A entrada de Murilo Andrade em 2007 marcou a transição para uma segunda geração de gestão. O processo combinou crescimento, tecnologia, novas empresas e profissionalização de estruturas.

1. Retorno a Goiás

Murilo cursou Direito na PUC-SP e trabalhou em empresas de São Paulo antes de retornar ao negócio familiar. A experiência externa permitiu observar outros modelos de gestão e trazer repertório para uma empresa já consolidada.

2. Crescimento de 500%

Entre 2007 e 2013, o faturamento da Adão aumentou 500%, segundo perfil empresarial publicado sobre a sucessão. O resultado coincidiu com expansão imobiliária, novas unidades e fortalecimento das equipes.

3. Profissionalização

Empresas familiares enfrentam o desafio de separar relações pessoais, propriedade e gestão. A continuidade depende de papéis definidos, indicadores, governança e capacidade de formar executivos além da família.

4. Tecnologia

Murilo passou a defender vendas digitais, uso de dados e melhoria de processos. Em podcast sobre tecnologia e valores, foi apresentado como CEO da Adão, fundador da glück e diretor de empresas ligadas à construção e incorporação.

A tecnologia no mercado imobiliário inclui CRM, leads, assinatura digital, automação, mídia, análise de estoque e acompanhamento de equipes.

5. Diversificação

A segunda geração participou da expansão do ecossistema de marcas e da presença regional. A empresa passou a trabalhar lançamentos, loteamentos, revenda e unidades segmentadas.

6. Valores e cultura

O discurso de crescimento foi associado à valorização de pessoas, treinamento e responsabilidade. A continuidade das certificações GPTW tornou a cultura um elemento de reputação.

7. Limites e desafios

Escala também gera desafios: manter identidade, evitar burocracia, integrar operações e responder à saída de lideranças. O mercado goiano registra vários executivos formados na Adão que posteriormente criaram novas empresas.

8. Governança e decisões familiares

A sucessão em uma empresa familiar exige regras para propriedade, liderança e participação de parentes. Nem todo herdeiro precisa ocupar cargo executivo, e posições de gestão devem ser associadas a competência e responsabilidade.

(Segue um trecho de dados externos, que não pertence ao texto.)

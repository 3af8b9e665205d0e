//! Normalized index records derived from raw blocks.

use crate::{PartitionId, PartitionTypeId, TransactionRecord, TxHash, UnitId};
use alloy_primitives::Bytes;
use derive_more::Display;
use serde::{Deserialize, Serialize};

/// An indexed block.
///
/// Immutable once written and uniquely keyed by `(partition_id, block_number)`.
#[derive(Debug, Clone, PartialEq, Eq, Default, Serialize, Deserialize, Display)]
#[display("partition: {partition_id}, block: {block_number}, txs: {tx_count}")]
#[serde(rename_all = "camelCase")]
pub struct BlockRecord {
    /// The partition the block belongs to.
    pub partition_id: PartitionId,
    /// The kind of the partition.
    pub partition_type_id: PartitionTypeId,
    /// Round number of the block.
    pub block_number: u64,
    /// Shard of the partition that produced the block.
    pub shard_id: Bytes,
    /// Validator that proposed the block.
    pub proposer_id: String,
    /// Hash of the previous block.
    pub previous_block_hash: Bytes,
    /// Record hashes of the contained transactions, in block order.
    pub tx_hashes: Vec<TxHash>,
    /// The encoded unicity certificate.
    pub unicity_certificate: Bytes,
    /// Number of transactions in the block.
    pub tx_count: usize,
}

impl BlockRecord {
    /// Returns `true` when the block contains no transactions.
    pub const fn is_empty(&self) -> bool {
        self.tx_count == 0
    }
}

/// An indexed transaction.
///
/// Keyed by `tx_record_hash`; `tx_order_hash` resolves to the same record.
#[derive(Debug, Clone, PartialEq, Eq, Default, Serialize, Deserialize, Display)]
#[display("partition: {partition_id}, block: {block_number}, tx: {tx_record_hash}")]
#[serde(rename_all = "camelCase")]
pub struct TxRecord {
    /// The partition the transaction was executed in.
    pub partition_id: PartitionId,
    /// The block containing the transaction.
    pub block_number: u64,
    /// Hash of the record form.
    pub tx_record_hash: TxHash,
    /// Hash of the order form.
    pub tx_order_hash: TxHash,
    /// Every unit the transaction touched, in first-seen order.
    pub target_unit_ids: Vec<UnitId>,
    /// The raw record as found in the block.
    pub transaction: TransactionRecord,
    /// Store assigned, monotonically increasing insertion position. Zero until stored.
    pub insertion_sequence: u64,
}
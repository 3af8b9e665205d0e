//! Raw block types as delivered by a partition's RPC endpoint.

use crate::{PartitionId, TransactionRecord};
use alloy_primitives::{B256, Bytes};
use serde::{Deserialize, Serialize};

/// Header metadata of a raw block.
#[derive(Debug, Clone, PartialEq, Eq, Default, Serialize, Deserialize)]
#[serde(rename_all = "camelCase")]
pub struct BlockHeader {
    /// The partition that produced the block.
    pub partition_id: PartitionId,
    /// The shard of the partition that produced the block.
    pub shard_id: Bytes,
    /// Identifier of the validator that proposed the block.
    pub proposer_id: String,
    /// Hash of the previous block of the partition.
    pub previous_block_hash: Bytes,
}

/// Certificate proving that a block was finalized.
///
/// Only the fields the indexer needs are decoded; the full certificate is kept in `raw`.
#[derive(Debug, Clone, PartialEq, Eq, Default, Serialize, Deserialize)]
#[serde(rename_all = "camelCase")]
pub struct UnicityCertificate {
    /// Round in which the block was certified.
    pub round_number: u64,
    /// Epoch in which the block was certified.
    pub epoch: u64,
    /// Root hash of the certifying round.
    pub root_hash: B256,
    /// The complete certificate in its encoded form.
    pub raw: Bytes,
}

/// A block fetched from a partition.
#[derive(Debug, Clone, PartialEq, Eq, Default, Serialize, Deserialize)]
#[serde(rename_all = "camelCase")]
pub struct Block {
    /// Header metadata.
    pub header: BlockHeader,
    /// Executed transactions in block order.
    #[serde(default)]
    pub transactions: Vec<TransactionRecord>,
    /// Finality proof of the block, carrying its round number.
    pub unicity_certificate: Option<UnicityCertificate>,
}

impl Block {
    /// Returns the round number of the block, or `None` when the block carries no certificate
    /// or the certificate has no round.
    pub fn round_number(&self) -> Option<u64> {
        self.unicity_certificate.as_ref().map(|uc| uc.round_number).filter(|round| *round > 0)
    }
}

/// Latest round information of a partition.
#[derive(Debug, Clone, Copy, PartialEq, Eq, Default, Serialize, Deserialize)]
#[serde(rename_all = "camelCase")]
pub struct RoundInfo {
    /// The latest round number.
    pub round_number: u64,
    /// The current epoch.
    pub epoch: u64,
}
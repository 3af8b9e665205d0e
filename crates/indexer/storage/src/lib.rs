//! Storage contract and backends for the unitscan index.
//!
//! The index keeps one progress counter per partition, one record per block and one record per
//! transaction. Transactions are reachable by their record hash, their order hash and by every
//! unit they touched.
//!
//! - [`ProgressStorage`], [`IndexStorageWriter`] and [`IndexStorageReader`] describe the contract.
//! - [`RocksDbStore`] persists the index in a RocksDB database.
//! - [`InMemoryStore`] is a backend that keeps everything behind a single lock.

mod error;
pub use error::StorageError;

mod traits;
pub use traits::{IndexStorage, IndexStorageReader, IndexStorageWriter, ProgressStorage};
#[cfg(any(test, feature = "test-utils"))]
pub use traits::{MockIndexStorageReader, MockIndexStorageWriter, MockProgressStorage};

mod persistent;
pub use persistent::RocksDbStore;

mod memory;
pub use memory::InMemoryStore;

#[cfg(test)]
mod test_utils;
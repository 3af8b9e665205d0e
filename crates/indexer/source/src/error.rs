use thiserror::Error;

/// Errors returned by a [`crate::BlockSource`].
#[derive(Debug, Error)]
pub enum SourceError {
    /// The JSON-RPC client could not be built.
    #[error("failed to build rpc client: {0}")]
    ClientBuild(String),

    /// The JSON-RPC request failed.
    #[error(transparent)]
    Client(#[from] jsonrpsee::core::ClientError),

    /// The partition answered with data that does not belong to the request.
    #[error("unexpected response: {0}")]
    UnexpectedResponse(String),
}
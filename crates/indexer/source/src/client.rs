//! HTTP JSON-RPC implementation of [`BlockSource`].

use crate::{BlockSource, FetchedBlock, PartitionStateApiClient, SourceError};
use async_trait::async_trait;
use jsonrpsee::http_client::{HttpClient, HttpClientBuilder};
use std::time::Duration;
use tracing::trace;
use unitscan_types::{Bytes, PartitionId, RoundInfo, Unit, UnitId};
use url::Url;

/// Builder for [`RpcBlockSource`].
#[derive(Debug, Clone)]
pub struct RpcBlockSourceBuilder {
    partition_id: PartitionId,
    url: Url,
    timeout: Duration,
}

impl RpcBlockSourceBuilder {
    /// Default request timeout.
    pub const DEFAULT_TIMEOUT: Duration = Duration::from_secs(30);

    /// Creates a builder for the node of `partition_id` reachable at `url`.
    pub const fn new(partition_id: PartitionId, url: Url) -> Self {
        Self { partition_id, url, timeout: Self::DEFAULT_TIMEOUT }
    }

    /// Sets the request timeout.
    pub const fn timeout(mut self, timeout: Duration) -> Self {
        self.timeout = timeout;
        self
    }

    /// Builds the [`RpcBlockSource`].
    pub fn build(self) -> Result<RpcBlockSource, SourceError> {
        let client = HttpClientBuilder::default()
            .request_timeout(self.timeout)
            .build(self.url.as_str())
            .map_err(|e| SourceError::ClientBuild(e.to_string()))?;

        Ok(RpcBlockSource { partition_id: self.partition_id, url: self.url, client })
    }
}

/// [`BlockSource`] talking to a partition node over HTTP JSON-RPC.
#[derive(Clone, Debug)]
pub struct RpcBlockSource {
    partition_id: PartitionId,
    url: Url,
    client: HttpClient,
}

impl RpcBlockSource {
    /// Returns a builder for the node of `partition_id` reachable at `url`.
    pub const fn builder(partition_id: PartitionId, url: Url) -> RpcBlockSourceBuilder {
        RpcBlockSourceBuilder::new(partition_id, url)
    }

    /// The node's endpoint.
    pub const fn url(&self) -> &Url {
        &self.url
    }
}

#[async_trait]
impl BlockSource for RpcBlockSource {
    fn partition_id(&self) -> PartitionId {
        self.partition_id
    }

    async fn fetch_block(&self, round_number: u64) -> Result<FetchedBlock, SourceError> {
        let Some(block) = self.client.get_block(round_number).await? else {
            trace!(target: "source", partition_id = self.partition_id, round_number, "Block not produced yet");
            return Ok(FetchedBlock::NotYetAvailable);
        };

        if block.header.partition_id != self.partition_id {
            return Err(SourceError::UnexpectedResponse(format!(
                "requested a block of partition {}, received one of partition {}",
                self.partition_id, block.header.partition_id
            )));
        }
        Ok(FetchedBlock::Available(block))
    }

    async fn fetch_round_info(&self) -> Result<RoundInfo, SourceError> {
        Ok(self.client.get_round_info().await?)
    }

    async fn fetch_unit(
        &self,
        unit_id: &[u8],
        include_proof: bool,
    ) -> Result<Option<Unit>, SourceError> {
        let unit = self.client.get_unit(Bytes::copy_from_slice(unit_id), include_proof).await?;
        Ok(unit.map(|unit| Unit { partition_id: self.partition_id, ..unit }))
    }

    async fn fetch_units_by_owner(&self, owner_id: &[u8]) -> Result<Vec<UnitId>, SourceError> {
        Ok(self.client.get_units_by_owner_id(Bytes::copy_from_slice(owner_id)).await?)
    }
}
use crate::{BlockIndexer, Metrics, SyncError};
use async_trait::async_trait;
use std::{fmt::Debug, sync::Arc};
use tracing::debug;
use unitscan_storage::{IndexStorageWriter, ProgressStorage};
use unitscan_types::{Block, PartitionId};

/// Consumes the blocks produced by a [`crate::SyncEngine`], in fetch order.
#[cfg_attr(test, mockall::automock)]
#[async_trait]
pub trait BlockHandler: Debug + Send + Sync {
    /// Handles one block. An error stops the sync.
    async fn handle_block(&self, block: Block) -> Result<(), SyncError>;
}

/// Indexes blocks of one partition and commits them to the store.
#[derive(Debug)]
pub struct BlockProcessor<S> {
    indexer: BlockIndexer,
    store: Arc<S>,
}

impl<S> BlockProcessor<S>
where
    S: ProgressStorage + IndexStorageWriter,
{
    /// Creates a processor committing through `store`.
    pub const fn new(indexer: BlockIndexer, store: Arc<S>) -> Self {
        Self { indexer, store }
    }

    /// The partition whose blocks are processed.
    pub const fn partition_id(&self) -> PartitionId {
        self.indexer.partition_id()
    }

    /// Indexes `block` and commits its records together with the advanced progress.
    ///
    /// # Errors
    /// Fails with [`SyncError::OutOfOrderBlock`] when the block is not newer than the
    /// partition's progress, leaving the store untouched.
    pub fn process_block(&self, block: &Block) -> Result<(), SyncError> {
        let partition_id = self.partition_id();
        let last_indexed = self.store.get_partition_progress(partition_id)?;

        let (record, txs) = self.indexer.index(block)?;
        if record.block_number <= last_indexed {
            return Err(SyncError::OutOfOrderBlock {
                partition_id,
                block_number: record.block_number,
                last_indexed,
            });
        }

        let tx_count = txs.len();
        self.store.commit_block(&record, txs)?;

        debug!(
            target: "indexer",
            partition_id,
            block_number = record.block_number,
            tx_count,
            "Indexed block"
        );
        let labels = [("partition_id", partition_id.to_string())];
        metrics::counter!(Metrics::BLOCKS_INDEXED_TOTAL, &labels).increment(1);
        metrics::counter!(Metrics::TXS_INDEXED_TOTAL, &labels).increment(tx_count as u64);
        metrics::gauge!(Metrics::PARTITION_PROGRESS, &labels).set(record.block_number as f64);

        Ok(())
    }
}

#[async_trait]
impl<S> BlockHandler for BlockProcessor<S>
where
    S: ProgressStorage + IndexStorageWriter,
{
    async fn handle_block(&self, block: Block) -> Result<(), SyncError> {
        self.process_block(&block)
    }
}

#[cfg(test)]
mod tests {
    use super::*;
    use crate::IndexerError;
    use unitscan_storage::{
        InMemoryStore, IndexStorageReader, MockIndexStorageWriter, MockProgressStorage,
        StorageError,
    };
    use unitscan_types::{Bytes, UnicityCertificate};

    /// Combines the generated mocks into one store.
    #[derive(Debug)]
    struct MockStore {
        progress: MockProgressStorage,
        writer: MockIndexStorageWriter,
    }

    impl ProgressStorage for MockStore {
        fn get_partition_progress(&self, partition_id: PartitionId) -> Result<u64, StorageError> {
            self.progress.get_partition_progress(partition_id)
        }

        fn set_partition_progress(
            &self,
            partition_id: PartitionId,
            block_number: u64,
        ) -> Result<(), StorageError> {
            self.progress.set_partition_progress(partition_id, block_number)
        }

        fn known_partitions(&self) -> Result<Vec<PartitionId>, StorageError> {
            self.progress.known_partitions()
        }
    }

    impl IndexStorageWriter for MockStore {
        fn put_block(&self, block: &unitscan_types::BlockRecord) -> Result<(), StorageError> {
            self.writer.put_block(block)
        }

        fn put_tx(&self, tx: unitscan_types::TxRecord) -> Result<u64, StorageError> {
            self.writer.put_tx(tx)
        }

        fn commit_block(
            &self,
            block: &unitscan_types::BlockRecord,
            txs: Vec<unitscan_types::TxRecord>,
        ) -> Result<(), StorageError> {
            self.writer.commit_block(block, txs)
        }
    }

    fn block(round_number: u64) -> Block {
        Block {
            unicity_certificate: Some(UnicityCertificate {
                round_number,
                raw: Bytes::from_static(b"uc"),
                ..Default::default()
            }),
            ..Default::default()
        }
    }

    #[test]
    fn test_process_block_commits_and_advances_progress() {
        let store = Arc::new(InMemoryStore::new());
        let processor = BlockProcessor::new(BlockIndexer::new(1, 2), store.clone());

        processor.process_block(&block(1)).unwrap();
        processor.process_block(&block(4)).unwrap();

        assert_eq!(store.get_partition_progress(1).unwrap(), 4);
        assert!(store.get_block(1, 4).unwrap().is_some());
    }

    #[test]
    fn test_process_block_rejects_stale_block() {
        let store = Arc::new(InMemoryStore::new());
        let processor = BlockProcessor::new(BlockIndexer::new(1, 2), store.clone());
        processor.process_block(&block(3)).unwrap();

        let err = processor.process_block(&block(3)).unwrap_err();
        assert!(matches!(
            err,
            SyncError::OutOfOrderBlock { partition_id: 1, block_number: 3, last_indexed: 3 }
        ));
        assert_eq!(store.get_partition_progress(1).unwrap(), 3);
    }

    #[test]
    fn test_process_block_rejects_malformed_block_without_writing() {
        let mut progress = MockProgressStorage::new();
        progress.expect_get_partition_progress().returning(|_| Ok(0));
        let mut writer = MockIndexStorageWriter::new();
        writer.expect_commit_block().never();

        let store = Arc::new(MockStore { progress, writer });
        let processor = BlockProcessor::new(BlockIndexer::new(1, 2), store);

        let err = processor.process_block(&Block::default()).unwrap_err();
        assert!(matches!(err, SyncError::MalformedBlock(IndexerError::MissingRoundNumber)));
    }

    #[test]
    fn test_process_block_propagates_storage_error() {
        let mut progress = MockProgressStorage::new();
        progress.expect_get_partition_progress().returning(|_| Ok(0));
        let mut writer = MockIndexStorageWriter::new();
        writer
            .expect_commit_block()
            .times(1)
            .returning(|_, _| Err(StorageError::ConflictError("duplicate".to_string())));

        let store = Arc::new(MockStore { progress, writer });
        let processor = BlockProcessor::new(BlockIndexer::new(1, 2), store);

        let err = processor.process_block(&block(1)).unwrap_err();
        assert!(matches!(err, SyncError::Storage(StorageError::ConflictError(_))));
    }
}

A profissionalização também cria espaço para diretores externos, conselhos e indicadores que reduzam dependência de decisões informais.

9. Transformação do corretor digital

A venda digital não elimina o corretor; altera sua função. O profissional precisa responder rapidamente, interpretar dados do lead, produzir conteúdo e conduzir etapas que começaram sem contato presencial.

A Adão investiu na melhoria do corretor on-line e na integração de plataformas. O desafio é evitar automação genérica e manter qualidade da orientação.

10. Continuidade de propósito

A segunda geração precisa demonstrar que mudanças de processo não significam abandono do propósito original. A Adão passou a comunicar a ideia de “promover prosperidade para a vida das pessoas”, conectando clientes, corretores e colaboradores.

A coerência entre propósito, metas e decisões é o que transforma uma frase institucional em cultura. A sucessão é testada quando a empresa precisa escolher entre crescimento rápido e preservação de confiança.

11. Fontes

Perguntas frequentes

Quando Murilo Andrade entrou na gestão?

Em 2007.

Quanto a empresa cresceu entre 2007 e 2013?

O perfil empresarial registra crescimento de 500% no faturamento.

A Adão investiu em tecnologia?

Sim. A segunda geração associou crescimento a processos digitais, dados e gestão.

A sucessão encerrou a presença dos fundadores?

Não. Ela representa a entrada de uma nova geração em uma empresa familiar consolidada.